### Exercise description
Reproduce each line of the material exactly as it reads.

-------- Extracted records

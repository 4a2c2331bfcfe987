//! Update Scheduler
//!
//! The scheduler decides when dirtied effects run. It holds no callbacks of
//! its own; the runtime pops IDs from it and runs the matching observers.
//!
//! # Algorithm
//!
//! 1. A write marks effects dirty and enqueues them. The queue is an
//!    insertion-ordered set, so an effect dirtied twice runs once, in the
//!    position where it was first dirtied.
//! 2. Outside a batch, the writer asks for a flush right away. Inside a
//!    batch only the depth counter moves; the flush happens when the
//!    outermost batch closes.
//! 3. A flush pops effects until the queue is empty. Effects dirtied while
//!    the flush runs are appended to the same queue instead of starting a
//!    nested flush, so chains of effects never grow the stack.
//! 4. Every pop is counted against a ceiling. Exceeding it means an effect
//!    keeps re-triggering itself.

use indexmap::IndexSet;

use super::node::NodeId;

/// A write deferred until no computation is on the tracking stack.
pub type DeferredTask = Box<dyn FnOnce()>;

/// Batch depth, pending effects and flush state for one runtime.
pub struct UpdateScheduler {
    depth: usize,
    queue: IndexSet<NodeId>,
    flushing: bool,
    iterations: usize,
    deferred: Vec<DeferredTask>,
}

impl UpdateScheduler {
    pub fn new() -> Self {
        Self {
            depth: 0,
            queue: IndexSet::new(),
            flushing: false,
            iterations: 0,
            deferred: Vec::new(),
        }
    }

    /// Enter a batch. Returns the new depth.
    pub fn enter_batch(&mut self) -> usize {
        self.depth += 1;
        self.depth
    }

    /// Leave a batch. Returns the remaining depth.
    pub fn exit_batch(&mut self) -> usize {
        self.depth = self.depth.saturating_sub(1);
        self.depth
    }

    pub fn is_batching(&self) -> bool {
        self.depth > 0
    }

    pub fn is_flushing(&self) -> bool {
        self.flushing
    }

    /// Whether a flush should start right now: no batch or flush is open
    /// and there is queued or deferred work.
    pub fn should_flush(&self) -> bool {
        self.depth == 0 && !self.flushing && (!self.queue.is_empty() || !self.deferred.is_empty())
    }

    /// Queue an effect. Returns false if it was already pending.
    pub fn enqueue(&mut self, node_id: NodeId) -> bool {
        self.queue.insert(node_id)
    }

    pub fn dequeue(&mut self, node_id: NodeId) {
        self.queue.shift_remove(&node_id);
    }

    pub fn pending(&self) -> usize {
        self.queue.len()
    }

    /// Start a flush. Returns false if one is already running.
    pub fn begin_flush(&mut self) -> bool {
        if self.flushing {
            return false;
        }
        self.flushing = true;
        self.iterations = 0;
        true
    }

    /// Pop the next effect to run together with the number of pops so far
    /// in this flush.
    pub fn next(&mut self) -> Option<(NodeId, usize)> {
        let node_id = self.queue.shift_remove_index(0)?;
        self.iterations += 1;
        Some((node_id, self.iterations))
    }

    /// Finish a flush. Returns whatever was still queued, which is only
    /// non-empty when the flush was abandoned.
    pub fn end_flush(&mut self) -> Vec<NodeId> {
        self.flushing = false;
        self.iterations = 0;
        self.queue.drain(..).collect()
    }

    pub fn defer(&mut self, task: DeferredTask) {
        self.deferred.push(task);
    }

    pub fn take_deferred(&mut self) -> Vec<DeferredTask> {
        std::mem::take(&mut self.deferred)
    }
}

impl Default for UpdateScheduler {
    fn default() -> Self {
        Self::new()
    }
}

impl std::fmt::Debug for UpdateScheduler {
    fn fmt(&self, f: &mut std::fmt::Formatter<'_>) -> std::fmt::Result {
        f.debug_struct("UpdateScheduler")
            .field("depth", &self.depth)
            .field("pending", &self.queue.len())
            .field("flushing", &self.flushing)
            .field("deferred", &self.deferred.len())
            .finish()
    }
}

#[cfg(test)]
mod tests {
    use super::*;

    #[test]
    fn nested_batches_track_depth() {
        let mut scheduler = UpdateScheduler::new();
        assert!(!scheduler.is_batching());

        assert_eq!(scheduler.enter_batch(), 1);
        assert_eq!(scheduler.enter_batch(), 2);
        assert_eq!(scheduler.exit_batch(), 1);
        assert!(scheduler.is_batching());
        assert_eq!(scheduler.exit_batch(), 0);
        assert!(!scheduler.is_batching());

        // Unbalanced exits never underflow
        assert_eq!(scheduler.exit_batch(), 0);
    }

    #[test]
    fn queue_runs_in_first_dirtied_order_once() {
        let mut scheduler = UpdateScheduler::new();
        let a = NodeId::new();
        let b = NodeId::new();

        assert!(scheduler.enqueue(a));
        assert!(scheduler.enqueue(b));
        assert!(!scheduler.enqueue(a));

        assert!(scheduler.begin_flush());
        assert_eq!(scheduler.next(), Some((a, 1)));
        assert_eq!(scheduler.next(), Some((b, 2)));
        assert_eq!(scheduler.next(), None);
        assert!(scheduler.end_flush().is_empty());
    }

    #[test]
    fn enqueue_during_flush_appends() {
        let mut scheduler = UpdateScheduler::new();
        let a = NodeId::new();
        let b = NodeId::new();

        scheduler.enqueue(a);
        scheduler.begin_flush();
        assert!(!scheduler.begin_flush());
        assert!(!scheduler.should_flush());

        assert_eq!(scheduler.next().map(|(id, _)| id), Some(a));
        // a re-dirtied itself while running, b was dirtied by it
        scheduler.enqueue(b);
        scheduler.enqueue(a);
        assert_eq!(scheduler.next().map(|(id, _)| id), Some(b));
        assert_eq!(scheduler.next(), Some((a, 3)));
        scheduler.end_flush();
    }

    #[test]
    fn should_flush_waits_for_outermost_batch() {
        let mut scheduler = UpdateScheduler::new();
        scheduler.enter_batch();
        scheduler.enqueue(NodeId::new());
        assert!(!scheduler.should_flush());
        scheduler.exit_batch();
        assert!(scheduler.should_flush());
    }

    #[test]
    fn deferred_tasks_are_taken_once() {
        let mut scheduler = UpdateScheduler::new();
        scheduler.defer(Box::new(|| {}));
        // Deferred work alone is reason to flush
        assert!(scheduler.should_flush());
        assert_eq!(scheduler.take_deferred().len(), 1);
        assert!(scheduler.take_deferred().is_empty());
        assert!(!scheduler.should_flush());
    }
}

----------------

### Solution to this problem
repository 4a2c2331bfcfe987
//! Update Scheduler
//!
//! The scheduler decides when dirtied effects run. It holds no callbacks of
//! its own; the runtime pops IDs from it and runs the matching observers.
//!
//! # Algorithm
//!
//! 1. A write marks effects dirty and enqueues them. The queue is an
//!    insertion-ordered set, so an effect dirtied twice runs once, in the
//!    position where it was first dirtied.
//! 2. Outside a batch, the writer asks for a flush right away. Inside a
//!    batch only the depth counter moves; the flush happens when the
//!    outermost batch closes.
//! 3. A flush pops effects until the queue is empty. Effects dirtied while
//!    the flush runs are appended to the same queue instead of starting a
//!    nested flush, so chains of effects never grow the stack.
//! 4. Every pop is counted against a ceiling. Exceeding it means an effect
//!    keeps re-triggering itself.

use indexmap::IndexSet;

use super::node::NodeId;

/// A write deferred until no computation is on the tracking stack.
pub type DeferredTask = Box<dyn FnOnce()>;

/// Batch depth, pending effects and flush state for one runtime.
pub struct UpdateScheduler {
    depth: usize,
    queue: IndexSet<NodeId>,
    flushing: bool,
    iterations: usize,
    deferred: Vec<DeferredTask>,
}

impl UpdateScheduler {
    pub fn new() -> Self {
        Self {
            depth: 0,
            queue: IndexSet::new(),
            flushing: false,
            iterations: 0,
            deferred: Vec::new(),
        }
    }

    /// Enter a batch. Returns the new depth.
    pub fn enter_batch(&mut self) -> usize {
        self.depth += 1;
        self.depth
    }

    /// Leave a batch. Returns the remaining depth.
    pub fn exit_batch(&mut self) -> usize {
        self.depth = self.depth.saturating_sub(1);
        self.depth
    }

    pub fn is_batching(&self) -> bool {
        self.depth > 0
    }

    pub fn is_flushing(&self) -> bool {
        self.flushing
    }

    /// Whether a flush should start right now: no batch or flush is open
    /// and there is queued or deferred work.
    pub fn should_flush(&self) -> bool {
        self.depth == 0 && !self.flushing && (!self.queue.is_empty() || !self.deferred.is_empty())
    }

    /// Queue an effect. Returns false if it was already pending.
    pub fn enqueue(&mut self, node_id: NodeId) -> bool {
        self.queue.insert(node_id)
    }

    pub fn dequeue(&mut self, node_id: NodeId) {
        self.queue.shift_remove(&node_id);
    }

    pub fn pending(&self) -> usize {
        self.queue.len()
    }

    /// Start a flush. Returns false if one is already running.
    pub fn begin_flush(&mut self) -> bool {
        if self.flushing {
            return false;
        }
        self.flushing = true;
        self.iterations = 0;
        true
    }

    /// Pop the next effect to run together with the number of pops so far
    /// in this flush.
    pub fn next(&mut self) -> Option<(NodeId, usize)> {
        let node_id = self.queue.shift_remove_index(0)?;
        self.iterations += 1;
        Some((node_id, self.iterations))
    }

    /// Finish a flush. Returns whatever was still queued, which is only
    /// non-empty when the flush was abandoned.
    pub fn end_flush(&mut self) -> Vec<NodeId> {
        self.flushing = false;
        self.iterations = 0;
        self.queue.drain(..).collect()
    }

    pub fn defer(&mut self, task: DeferredTask) {
        self.deferred.push(task);
    }

    pub fn take_deferred(&mut self) -> Vec<DeferredTask> {
        std::mem::take(&mut self.deferred)
    }
}

impl Default for UpdateScheduler {
    fn default() -> Self {
        Self::new()
    }
}

impl std::fmt::Debug for UpdateScheduler {
    fn fmt(&self, f: &mut std::fmt::Formatter<'_>) -> std::fmt::Result {
        f.debug_struct("UpdateScheduler")
            .field("depth", &self.depth)
            .field("pending", &self.queue.len())
            .field("flushing", &self.flushing)
            .field("deferred", &self.deferred.len())
            .finish()
    }
}

#[cfg(test)]
mod tests {
    use super::*;

    #[test]
    fn nested_batches_track_depth() {
        let mut scheduler = UpdateScheduler::new();
        assert!(!scheduler.is_batching());

        assert_eq!(scheduler.enter_batch(), 1);
        assert_eq!(scheduler.enter_batch(), 2);
        assert_eq!(scheduler.exit_batch(), 1);
        assert!(scheduler.is_batching());
        assert_eq!(scheduler.exit_batch(), 0);
        assert!(!scheduler.is_batching());

        // Unbalanced exits never underflow
        assert_eq!(scheduler.exit_batch(), 0);
    }

    #[test]
    fn queue_runs_in_first_dirtied_order_once() {
        let mut scheduler = UpdateScheduler::new();
        let a = NodeId::new();
        let b = NodeId::new();

        assert!(scheduler.enqueue(a));
        assert!(scheduler.enqueue(b));
        assert!(!scheduler.enqueue(a));

        assert!(scheduler.begin_flush());
        assert_eq!(scheduler.next(), Some((a, 1)));
        assert_eq!(scheduler.next(), Some((b, 2)));
        assert_eq!(scheduler.next(), None);
        assert!(scheduler.end_flush().is_empty());
    }

    #[test]
    fn enqueue_during_flush_appends() {
        let mut scheduler = UpdateScheduler::new();
        let a = NodeId::new();
        let b = NodeId::new();

        scheduler.enqueue(a);
        scheduler.begin_flush();
        assert!(!scheduler.begin_flush());
        assert!(!scheduler.should_flush());

        assert_eq!(scheduler.next().map(|(id, _)| id), Some(a));
        // a re-dirtied itself while running, b was dirtied by it
        scheduler.enqueue(b);
        scheduler.enqueue(a);
        assert_eq!(scheduler.next().map(|(id, _)| id), Some(b));
        assert_eq!(scheduler.next(), Some((a, 3)));
        scheduler.end_flush();
    }

    #[test]
    fn should_flush_waits_for_outermost_batch() {
        let mut scheduler = UpdateScheduler::new();
        scheduler.enter_batch();
        scheduler.enqueue(NodeId::new());
        assert!(!scheduler.should_flush());
        scheduler.exit_batch();
        assert!(scheduler.should_flush());
    }

    #[test]
    fn deferred_tasks_are_taken_once() {
        let mut scheduler = UpdateScheduler::new();
        scheduler.defer(Box::new(|| {}));
        // Deferred work alone is reason to flush
        assert!(scheduler.should_flush());
        assert_eq!(scheduler.take_deferred().len(), 1);
        assert!(scheduler.take_deferred().is_empty());
        assert!(!scheduler.should_flush());
    }
}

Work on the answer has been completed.